I beg you, O devout Emperor, enemy of the wicked: challenge all deviance by the zeal or God that is truly in you, through your firm legislation—sanctioned by fines, if possible. And I trust that you can accomplish, by God’s grace, whatever you will. Wherever tapestries are found, with false pictures on them that nonetheless claim to represent the Apostles or the prophets or even the Lord Christ himself, they should all be stripped from the Churches or baptisteries or residences or martyrs’ shrines where they are hanging, and you should provide them with a poor man’s burial! What is painted on walls should be whitewashed. And since it will be difficult to remove that is planned for depiction in mosaics, your God-given wisdom will now what orders to give; if it is possible to remove them, that would be best, but if that is impossible, one should imitate the efforts of our forebears, and never have figures represented in this way again. Our ancestors, after all, painted nothing but the sign of Christ, the cross, on the doors and everywhere. (This passage is cited by Nicephorus, in his Challenge and Refutation 202)

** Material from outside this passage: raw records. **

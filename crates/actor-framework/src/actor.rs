//! # Generic Actor Server
//!
//! This module defines the `ResourceActor`, the core component that manages the lifecycle
//! and state of entities. It implements the "Server" side of the Actor Model, processing
//! messages sequentially and ensuring exclusive access to the entity store.

use crate::client::ResourceClient;
use crate::entity::ActorEntity;
use crate::error::FrameworkError;
use crate::message::ResourceRequest;
use std::collections::BTreeMap;
use tokio::sync::mpsc;
use tracing::{debug, info, warn};

/// The generic actor that manages a collection of entities.
///
/// # Architecture Note
/// This struct is the "Server" half of the actor. It owns the state (`store`) and
/// the receiver end of the channel.
///
/// **Concurrency Model**:
/// Each actor processes its own messages *sequentially* in a loop, so the store needs
/// no `Mutex` or `RwLock`. Every request observes the effects of all requests received
/// before it, which is what makes version checks and unique keys race-free.
///
/// # Usage Pattern
///
/// 1.  **Create**: Call `ResourceActor::new()` to get the `actor` (server) and `client` (interface).
/// 2.  **Wire**: Pass dependencies (other clients) into `actor.run(context)`.
/// 3.  **Run**: Spawn the actor's run loop in a background task.
///
/// ```rust
/// use actor_framework::{ActorEntity, ResourceActor};
/// use async_trait::async_trait;
///
/// #[derive(Clone, Debug)] struct Item { id: u32 }
/// #[derive(Debug)] struct ItemCreate;
/// #[derive(Debug)] struct ItemUpdate;
/// #[derive(Debug)] enum ItemAction {}
/// #[derive(Debug, thiserror::Error)] #[error("item error")] struct ItemError;
///
/// #[async_trait]
/// impl ActorEntity for Item {
///     type Id = u32;
///     type Create = ItemCreate;
///     type Update = ItemUpdate;
///     type Action = ItemAction;
///     type ActionResult = ();
///     type Query = ();
///     type Context = ();
///     type Error = ItemError;
///
///     fn from_create_params(id: u32, _: ItemCreate) -> Result<Self, Self::Error> { Ok(Self { id }) }
///     fn matches(&self, _: &()) -> bool { true }
///     async fn on_update(&mut self, _: ItemUpdate, _: &()) -> Result<(), Self::Error> { Ok(()) }
///     async fn handle_action(&mut self, _: ItemAction, _: &()) -> Result<(), Self::Error> { Ok(()) }
/// }
///
/// #[tokio::main]
/// async fn main() {
///     let (actor, client) = ResourceActor::<Item>::new(10);
///     tokio::spawn(actor.run(()));
///     let id = client.create(ItemCreate).await.unwrap();
///     assert_eq!(id, 1);
/// }
/// ```
///
/// # Operations
///
/// * **Create**: next id from the counter, `from_create_params`, unique-key check,
///   `on_create`, insert.
/// * **Get**: clone of the stored entity, or `None`.
/// * **Find**: clones of all entities matching the query, in id order.
/// * **Update**: optional version check, `on_update` on a copy, unique-key check,
///   `touch`, commit.
/// * **Delete**: `on_delete` (may veto), remove.
/// * **Action**: `handle_action` on a copy, commit on success.
pub struct ResourceActor<T: ActorEntity> {
    receiver: mpsc::Receiver<ResourceRequest<T>>,
    store: BTreeMap<T::Id, T>,
    next_id: u32,
}

impl<T: ActorEntity> ResourceActor<T> {
    /// Creates a new `ResourceActor` and its associated `ResourceClient`.
    ///
    /// `buffer_size` is the capacity of the MPSC channel. If the channel is full,
    /// calls to the client will wait until there is space.
    pub fn new(buffer_size: usize) -> (Self, ResourceClient<T>) {
        let (sender, receiver) = mpsc::channel(buffer_size);
        let actor = Self {
            receiver,
            store: BTreeMap::new(),
            next_id: 1,
        };
        let client = ResourceClient::new(sender);
        (actor, client)
    }

    /// Returns the unique key of `item` if another entity (with an id other than `id`)
    /// already holds it.
    fn conflicting_key(&self, id: &T::Id, item: &T) -> Option<String> {
        let key = item.unique_key()?;
        self.store
            .iter()
            .any(|(other_id, other)| other_id != id && other.unique_key().as_ref() == Some(&key))
            .then_some(key)
    }

    /// Runs the actor's event loop, processing messages until the channel closes.
    ///
    /// # Context Injection
    /// The `context` argument is injected into every entity hook. This allows entities
    /// to access external dependencies (like other clients) that were created *after*
    /// the actor was instantiated but *before* the loop started.
    pub async fn run(mut self, context: T::Context) {
        // Extract just the type name (e.g., "Kunde" instead of "webshop::model::kunde::Kunde")
        let entity_type = std::any::type_name::<T>()
            .split("::")
            .last()
            .unwrap_or("Unknown");
        info!(entity_type, "Actor started");

        while let Some(msg) = self.receiver.recv().await {
            match msg {
                ResourceRequest::Create { params, respond_to } => {
                    debug!(entity_type, ?params, "Create");
                    let id = T::Id::from(self.next_id);
                    self.next_id += 1;

                    let mut item = match T::from_create_params(id.clone(), params) {
                        Ok(item) => item,
                        Err(e) => {
                            warn!(entity_type, error = %e, "Create failed");
                            let _ = respond_to.send(Err(FrameworkError::EntityError(Box::new(e))));
                            continue;
                        }
                    };
                    if let Some(key) = self.conflicting_key(&id, &item) {
                        warn!(entity_type, %key, "Duplicate key");
                        let _ = respond_to.send(Err(FrameworkError::Duplicate(key)));
                        continue;
                    }
                    if let Err(e) = item.on_create(&context).await {
                        warn!(entity_type, error = %e, "on_create failed");
                        let _ = respond_to.send(Err(FrameworkError::EntityError(Box::new(e))));
                        continue;
                    }
                    self.store.insert(id.clone(), item);
                    info!(entity_type, %id, size = self.store.len(), "Created");
                    let _ = respond_to.send(Ok(id));
                }
                ResourceRequest::Get { id, respond_to } => {
                    let item = self.store.get(&id).cloned();
                    let found = item.is_some();
                    debug!(entity_type, %id, found, "Get");
                    let _ = respond_to.send(Ok(item));
                }
                ResourceRequest::Find { query, respond_to } => {
                    let items: Vec<T> = self
                        .store
                        .values()
                        .filter(|item| item.matches(&query))
                        .cloned()
                        .collect();
                    debug!(entity_type, ?query, hits = items.len(), "Find");
                    let _ = respond_to.send(Ok(items));
                }
                ResourceRequest::Update {
                    id,
                    update,
                    expected_version,
                    respond_to,
                } => {
                    debug!(entity_type, %id, ?update, ?expected_version, "Update");
                    let Some(current) = self.store.get(&id) else {
                        warn!(entity_type, %id, "Not found");
                        let _ = respond_to.send(Err(FrameworkError::NotFound(id.to_string())));
                        continue;
                    };
                    if let Some(expected) = expected_version {
                        let actual = current.version();
                        if expected != actual {
                            warn!(entity_type, %id, expected, actual, "Stale version");
                            let _ = respond_to.send(Err(FrameworkError::VersionConflict {
                                id: id.to_string(),
                                expected,
                                actual,
                            }));
                            continue;
                        }
                    }

                    let mut draft = current.clone();
                    if let Err(e) = draft.on_update(update, &context).await {
                        warn!(entity_type, %id, error = %e, "Update failed");
                        let _ = respond_to.send(Err(FrameworkError::EntityError(Box::new(e))));
                        continue;
                    }
                    if let Some(key) = self.conflicting_key(&id, &draft) {
                        warn!(entity_type, %id, %key, "Duplicate key");
                        let _ = respond_to.send(Err(FrameworkError::Duplicate(key)));
                        continue;
                    }
                    draft.touch();
                    self.store.insert(id.clone(), draft.clone());
                    info!(entity_type, %id, version = draft.version(), "Updated");
                    let _ = respond_to.send(Ok(draft));
                }
                ResourceRequest::Delete { id, respond_to } => {
                    debug!(entity_type, %id, "Delete");
                    if let Some(item) = self.store.get(&id) {
                        if let Err(e) = item.on_delete(&context).await {
                            warn!(entity_type, %id, error = %e, "on_delete failed");
                            let _ = respond_to.send(Err(FrameworkError::EntityError(Box::new(e))));
                            continue;
                        }
                        self.store.remove(&id);
                        info!(entity_type, %id, size = self.store.len(), "Deleted");
                        let _ = respond_to.send(Ok(()));
                    } else {
                        warn!(entity_type, %id, "Not found");
                        let _ = respond_to.send(Err(FrameworkError::NotFound(id.to_string())));
                    }
                }
                ResourceRequest::Action {
                    id,
                    action,
                    respond_to,
                } => {
                    debug!(entity_type, %id, ?action, "Action");
                    let Some(current) = self.store.get(&id) else {
                        warn!(entity_type, %id, "Not found");
                        let _ = respond_to.send(Err(FrameworkError::NotFound(id.to_string())));
                        continue;
                    };

                    let mut draft = current.clone();
                    match draft.handle_action(action, &context).await {
                        Ok(result) => {
                            if let Some(key) = self.conflicting_key(&id, &draft) {
                                warn!(entity_type, %id, %key, "Duplicate key");
                                let _ = respond_to.send(Err(FrameworkError::Duplicate(key)));
                                continue;
                            }
                            self.store.insert(id.clone(), draft);
                            info!(entity_type, %id, "Action ok");
                            let _ = respond_to.send(Ok(result));
                        }
                        Err(e) => {
                            warn!(entity_type, %id, error = %e, "Action failed");
                            let _ = respond_to.send(Err(FrameworkError::EntityError(Box::new(e))));
                        }
                    }
                }
            }
        }

        info!(entity_type, size = self.store.len(), "Shutdown");
    }
}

Epiphanius’s main objection to images, in the anti-iconic passages of his works that survive, also seems to be their lack of authenticity: they falsify the realities they claim to represent, by relying simply on the painter’s imagination (Epiphanius, Letter to Theodosius). In contrast, he argues, the only representation of Christ and the saints that can lay claim to adequacy is the image offered in the lives of the people who imitate them (Ibid). Beyond this, the simple sign of the cross should be enough to satisfy both the need for decoration and the demand for religious symbolism. As Son of God, Jesus is the very person, “beyond our grasp” (ακαταληπτον); so it is strictly impossible to form an adequate image of him, in words or by any other human art (Ibid). A lifeless portrait cannot take the place of the living God; so to offer genuinely religious veneration to such an image is idolatry (Ibid.) (Ibid., 236-37).

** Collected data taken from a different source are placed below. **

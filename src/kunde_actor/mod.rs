//! # Kunde Actor
//!
//! Owns all registered customers.
//!
//! ## Structure
//!
//! - [`entity`] - [`ActorEntity`](actor_framework::ActorEntity) implementation for [`Kunde`]
//! - [`error`] - [`KundeError`] type for type-safe error handling
//! - [`new()`] - Factory function that creates the actor and client
//!
//! ## Dependencies
//!
//! The actor runs with an [`AdresseClient`](crate::clients::AdresseClient) as context:
//!
//! ```rust,ignore
//! let (kunde_actor, kunde_client) = kunde_actor::new(32);
//! tokio::spawn(kunde_actor.run(adresse_client.clone()));
//! ```

pub mod entity;
pub mod error;

pub use error::*;

use crate::clients::KundeClient;
use crate::model::Kunde;
use actor_framework::ResourceActor;

/// Creates a new Kunde actor and its client.
pub fn new(buffer_size: usize) -> (ResourceActor<Kunde>, KundeClient) {
    let (actor, inner) = ResourceActor::new(buffer_size);
    (actor, KundeClient::new(inner))
}

#[cfg(test)]
mod tests {
    use super::*;
    use crate::adresse_actor;
    use crate::clients::AdresseClient;
    use crate::model::{
        AdresseDaten, AdresseQuery, KundeCreate, KundeQuery, KundeUpdate, Rolle,
    };
    use actor_framework::ActorClient;
    use std::collections::BTreeSet;

    fn spawn() -> (KundeClient, AdresseClient) {
        let (adresse_actor, adresse_client) = adresse_actor::new(8);
        let (kunde_actor, kunde_client) = new(8);
        tokio::spawn(adresse_actor.run(()));
        tokio::spawn(kunde_actor.run(adresse_client.clone()));
        (kunde_client, adresse_client)
    }

    fn kunde(nachname: &str, email: &str) -> KundeCreate {
        KundeCreate {
            nachname: nachname.to_string(),
            vorname: "Erika".to_string(),
            email: email.to_string(),
            newsletter: true,
            seit: None,
            rollen: BTreeSet::from([Rolle::Kunde]),
            passwort_hash: "$2b$04$hash".to_string(),
        }
    }

    #[tokio::test]
    async fn email_is_unique_ignoring_case() {
        let (kunden, _) = spawn();
        kunden.create_kunde(kunde("Mustermann", "erika@example.com")).await.unwrap();

        let err = kunden
            .create_kunde(kunde("Musterfrau", "Erika@Example.com"))
            .await
            .unwrap_err();
        assert_eq!(err, KundeError::EmailExists("erika@example.com".into()));
    }

    #[tokio::test]
    async fn finds_by_name_prefix_and_email() {
        let (kunden, _) = spawn();
        kunden.create_kunde(kunde("Mustermann", "a@example.com")).await.unwrap();
        kunden.create_kunde(kunde("Meier", "b@example.com")).await.unwrap();
        kunden.create_kunde(kunde("Musterfrau", "c@example.com")).await.unwrap();

        let muster = kunden.find(KundeQuery::Nachname("muster".into())).await.unwrap();
        assert_eq!(muster.len(), 2);

        let b = kunden.find(KundeQuery::Email("B@EXAMPLE.COM".into())).await.unwrap();
        assert_eq!(b.len(), 1);
        assert_eq!(b[0].nachname, "Meier");

        kunden.create_kunde(kunde("Jürgens", "JÜRGEN@example.com")).await.unwrap();
        let juergen = kunden.find(KundeQuery::Email("jürgen@example.com".into())).await.unwrap();
        assert_eq!(juergen.len(), 1);
        assert_eq!(juergen[0].nachname, "Jürgens");
        let err = kunden.create_kunde(kunde("Jürgens", "jürgen@example.com")).await.unwrap_err();
        assert!(matches!(err, KundeError::EmailExists(_)));
    }

    #[tokio::test]
    async fn versioned_update_detects_stale_writers() {
        let (kunden, _) = spawn();
        let id = kunden.create_kunde(kunde("Mustermann", "a@example.com")).await.unwrap();

        let update = KundeUpdate {
            vorname: Some("Max".into()),
            ..Default::default()
        };
        let updated = kunden.update_kunde(id, update.clone(), Some(0)).await.unwrap();
        assert_eq!(updated.audit.version, 1);

        let err = kunden.update_kunde(id, update, Some(0)).await.unwrap_err();
        assert!(matches!(err, KundeError::VersionConflict { actual: 1, .. }));
    }

    #[tokio::test]
    async fn invalid_update_reports_violations() {
        let (kunden, _) = spawn();
        let id = kunden.create_kunde(kunde("Mustermann", "a@example.com")).await.unwrap();
        let update = KundeUpdate {
            nachname: Some("x".into()),
            ..Default::default()
        };
        let err = kunden.update_kunde(id, update, None).await.unwrap_err();
        assert!(matches!(err, KundeError::Validation(ref v) if v.felder() == vec!["nachname"]));
        assert_eq!(kunden.get(id).await.unwrap().unwrap().nachname, "Mustermann");
    }

    #[tokio::test]
    async fn roles_can_be_granted_and_revoked() {
        let (kunden, _) = spawn();
        let id = kunden.create_kunde(kunde("Mustermann", "a@example.com")).await.unwrap();

        let k = kunden.add_rolle(id, Rolle::Mitarbeiter).await.unwrap();
        assert!(k.ist_personal());
        let k = kunden.remove_rolle(id, Rolle::Mitarbeiter).await.unwrap();
        assert!(!k.ist_personal());
        assert_eq!(k.audit.version, 2);
    }

    #[tokio::test]
    async fn delete_cascades_to_addresses() {
        let (kunden, adressen) = spawn();
        let id = kunden.create_kunde(kunde("Mustermann", "a@example.com")).await.unwrap();
        let other = kunden.create_kunde(kunde("Meier", "b@example.com")).await.unwrap();
        let daten = AdresseDaten {
            plz: "76133".into(),
            ort: "Karlsruhe".into(),
            strasse: "Kaiserstr.".into(),
            hausnr: None,
        };
        adressen.create_adresse(daten.clone().fuer(id)).await.unwrap();
        adressen.create_adresse(daten.clone().fuer(id)).await.unwrap();
        adressen.create_adresse(daten.fuer(other)).await.unwrap();

        kunden.delete(id).await.unwrap();

        assert!(kunden.get(id).await.unwrap().is_none());
        assert!(adressen.find(AdresseQuery::Kunde(id)).await.unwrap().is_empty());
        assert_eq!(adressen.find(AdresseQuery::Alle).await.unwrap().len(), 1);
    }
}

Daley is not the only Roman Catholic who will readily admit that Epiphanius opposed the veneration of images. As Catholic apologist Patrick Madrid succinctly noted:

[Epiphanius] was not free from all error . . .[as] revealed by his fanatical opposition to icons. (Patrick Madrid, Any Friend of God’s is a Friend of Mine: A Biblical and Historical Explanation of the Catholic Doctrine of the Communion of Saints, 114).

The Roman Catholic and Eastern Orthodox dogmatic teaching on the veneration of images being an apostolic tradition is not just simply without any positive evidence from the earliest centuries of Christianity; there is a mountain of patristic witness against such.